Setelah infeksi, saat iPhone dimatikan, iOS menulis log ke /private/var/db/diagnostics/shutdown.log. Pada perangkat yang terinfeksi, sering muncul entri dari proses aneh yang gagal dimatikan atau melakukan re-spawn:

Perhatikan baris seperti:
"SIGTERM failed to terminate <Process X>"
"process (jailbreakd) is still running"
"dyld: Library not loaded: @executable_path/..."

Amnesty International mencatat iShutdown sebagai alat scanning yang memanfaatkan indikator tersebut. Pengguna cukup mengecek log setelah restart paksa.

MVT (Mobile Verification Toolkit) – Analisis Backup iOS

MVT (dikembangkan Amnesty) membandingkan konten backup (enkripsi atau iTunes/Finder) dengan STIX Indicators of Compromise (IOC) yang dipublikasikan. Indikator utama:

  1. Indikator File System:

    • Keberadaan file di lokasi tak biasa: /private/var/root/Library/Preferences/com.apple.wifid.plist yang dimodifikasi.
    • Folder /private/var/wireless/Library/Databases/ berisi file .db dengan schema tak standar (misal: DataUsage.db ada tabel netstats).
    • /private/var/protected/com.apple.CommCenter/ – modifikasi bisa mengindikasikan penyadapan panggilan.
    • Keberadaan executable tak dikenal di /System/Library/LaunchDaemons/ atau /Library/LaunchDaemons/ dengan nama samaran (misal: com.apple.gssd.plist padahal normalnya tidak ada).
  2. Analisis SMS/iMessage Attachment:

    • MVT mengekstrak semua lampiran dari chat.db dan menghitung hash SHA-256. Cocokkan dengan database IOC untuk payload JBIG2/PDF exploit (misal hash file: 89f7c...).
    • Pesan yang masuk dari nomor tak dikenal dengan attachment yang tidak diminta adalah red flag.
  3. Basis Data DataUsage:

    • File /private/var/wireless/Library/Databases/DataUsage.db menyimpan riwayat pemakaian data per proses. Proses yang mencurigakan seperti jailbreakd, gssd, atau sysdiagnose yang memakan data signifikan meski bukan proses biasa.
    • Query: SELECT * FROM ZLIVEUSAGE WHERE ZPROCESSNAME = 'gssd'; (nama bisa bervariasi).
  4. Lokasi dan Cache:

    • Cache.sqlite di /private/var/mobile/Library/Caches/com.apple.locationd/ mungkin menyimpan koordinat yang diambil oleh agen secara periodik.
    • Modifikasi pada /private/var/mobile/Library/Preferences/com.apple.locationd.plist yang mengaktifkan GPS meskipun dinonaktifkan oleh pengguna.

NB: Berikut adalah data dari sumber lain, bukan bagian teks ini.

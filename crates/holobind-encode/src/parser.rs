//! Turns lines of surface text into [`Statement`] ASTs.

use crate::ast::{Argument, Statement};
use crate::error::{EncodeError, EncodeResult};
use crate::lexer::{tokenize, Token, TokenKind};

/// Parses every non-blank, non-comment line of `source` into a statement.
///
/// Blank lines and lines whose first non-whitespace characters are `//`
/// are skipped; every other line must parse as a single statement.
pub fn parse_source(source: &str) -> EncodeResult<Vec<Statement>> {
    let mut statements = Vec::new();
    for (offset, raw_line) in source.lines().enumerate() {
        let line_number = offset + 1;
        let trimmed = raw_line.trim();
        if trimmed.is_empty() || trimmed.starts_with("//") {
            continue;
        }
        statements.push(parse_line(trimmed, line_number)?);
    }
    Ok(statements)
}

fn parse_line(line: &str, line_number: usize) -> EncodeResult<Statement> {
    let tokens = tokenize(line, line_number)?;
    let mut pos = 0;

    let (binding, persist_name) = match tokens.get(pos) {
        Some(Token {
            kind: TokenKind::At(name, persist),
            ..
        }) => {
            pos += 1;
            (Some(name.clone()), persist.clone())
        }
        _ => (None, None),
    };

    let operator = match tokens.get(pos) {
        Some(Token {
            kind: TokenKind::Ident(name),
            ..
        }) => {
            pos += 1;
            name.clone()
        }
        other => {
            return Err(EncodeError::ParseError {
                line: line_number,
                span: other.map(|t| t.span),
                message: "expected an operator name".to_string(),
            });
        }
    };

    let mut arguments = Vec::new();
    while pos < tokens.len() {
        let (argument, next) = parse_argument(&tokens, pos, line_number)?;
        arguments.push(argument);
        pos = next;
    }

    Ok(Statement {
        binding,
        persist_name,
        operator,
        arguments,
        line: line_number,
    })
}

fn parse_argument(
    tokens: &[Token],
    pos: usize,
    line_number: usize,
) -> EncodeResult<(Argument, usize)> {
    match tokens.get(pos) {
        Some(Token {
            kind: TokenKind::Ident(name),
            ..
        }) => Ok((Argument::Identifier(name.clone()), pos + 1)),
        Some(Token {
            kind: TokenKind::Dollar(name),
            ..
        }) => Ok((Argument::Reference(name.clone()), pos + 1)),
        Some(Token {
            kind: TokenKind::Question(name),
            ..
        }) => Ok((Argument::Hole(name.clone()), pos + 1)),
        Some(Token {
            kind: TokenKind::Literal(lit),
            ..
        }) => Ok((Argument::Literal(lit.clone()), pos + 1)),
        Some(Token {
            kind: TokenKind::LBracket,
            ..
        }) => parse_list(tokens, pos + 1, line_number),
        other => Err(EncodeError::ParseError {
            line: line_number,
            span: other.map(|t| t.span),
            message: "expected an argument".to_string(),
        }),
    }
}

fn parse_list(
    tokens: &[Token],
    mut pos: usize,
    line_number: usize,
) -> EncodeResult<(Argument, usize)> {
    let mut items = Vec::new();
    if matches!(tokens.get(pos).map(|t| &t.kind), Some(TokenKind::RBracket)) {
        return Ok((Argument::List(items), pos + 1));
    }
    loop {
        let (item, next) = parse_argument(tokens, pos, line_number)?;
        items.push(item);
        pos = next;
        match tokens.get(pos).map(|t| &t.kind) {
            Some(TokenKind::Comma) => {
                pos += 1;
            }
            Some(TokenKind::RBracket) => {
                pos += 1;
                break;
            }
            other => {
                return Err(EncodeError::ParseError {
                    line: line_number,
                    span: tokens.get(pos).map(|t| t.span),
                    message: format!("expected ',' or ']' in list, found {:?}", other),
                });
            }
        }
    }
    Ok((Argument::List(items), pos))
}
//! # holobind-geometry
//!
//! Fixed-width, bit-packed vectors — the storage substrate for the whole
//! Holobind reasoning engine.
//!
//! This crate knows nothing about symbols, statements, or proofs. It
//! provides exactly one type, [`BitVector`], and the handful of
//! word-level operations (`xor`, `and`, `or`, `not`, `popcount`) that
//! every higher crate builds on. No allocation happens outside of
//! construction and the operations that must produce a fresh vector.
//!
//! # Design Principles
//!
//! This crate has no knowledge of hyperdimensional algebra (bind/bundle/
//! similarity live in `holobind-algebra`) and no I/O. It is the geometric
//! floor everything else stands on.

mod bitvector;
mod error;

pub use bitvector::{validate_geometry, BitVector};
pub use error::{GeometryError, GeometryResult};
//! Error types for the hyperdimensional algebra.

use holobind_geometry::GeometryError;
use std::fmt;

/// Failure modes for `bind`/`bundle`/`similarity`/`topK`.
#[derive(Debug, Clone, PartialEq, Eq)]
pub enum AlgebraError {
    /// `bundle` was called with zero input vectors.
    EmptyBundle,
    /// A position index fell outside `1..=MAX_POSITIONS`.
    PositionOutOfRange {
        /// The rejected index.
        index: i64,
    },
    /// Two vectors of different geometry were combined.
    Geometry(GeometryError),
}

impl fmt::Display for AlgebraError {
    fn fmt(&self, f: &mut fmt::Formatter<'_>) -> fmt::Result {
        match self {
            AlgebraError::EmptyBundle => {
                write!(f, "bundle requires at least one input vector")
            }
            AlgebraError::PositionOutOfRange { index } => {
                write!(
                    f,
                    "position index {} out of range 1..={}",
                    index,
                    crate::position::MAX_POSITIONS
                )
            }
            AlgebraError::Geometry(e) => write!(f, "{}", e),
        }
    }
}

impl std::error::Error for AlgebraError {}

impl From<GeometryError> for AlgebraError {
    fn from(e: GeometryError) -> Self {
        AlgebraError::Geometry(e)
    }
}

/// Alias for `std::result::Result<T, AlgebraError>`.
pub type AlgebraResult<T> = std::result::Result<T, AlgebraError>;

Analisis Langsung (Jika Perangkat Dapat di-Jailbreak)

  • Lihat proses berjalan: ps aux | grep -E 'jailbreakd|gssd|sysdiagnose|dropbear'
  • Periksa library yang diinjeksi ke proses sistem: vmmap SpringBoard | grep dylib atau otool -L /System/Library/CoreServices/SpringBoard.app/SpringBoard untuk melihat @rpath/agent.dylib.
  • Memeriksa mount point: Beberapa varian membuat ramdisk untuk menyembunyikan file. Cek mount untuk device yang tidak normal.
  • Koneksi jaringan: lsof -i -n -P akan mengungkap koneksi ke IP aneh meski tidak ada aplikasi berjalan, biasanya ke port 443 dengan nama domain acak.

Indikator Jaringan dan IOC

Citizen Lab mempublikasikan ribuan IOC: domain, IP, sertifikat TLS, dan JA3 hash. Beberapa domain yang pernah digunakan:

  • *.icloud-analysis.com
  • *.whitepacket.com
  • *.net-fx.info
  • IP range milik server cloud provider yang disewa NSO secara tidak langsung.

JA3 fingerprint dari TLS client juga bisa menjadi deteksi network-based. Konfigurasi Pegasus menggunakan cipher suite dan elliptic curve yang spesifik karena menggunakan library custom (bukan CFNetwork).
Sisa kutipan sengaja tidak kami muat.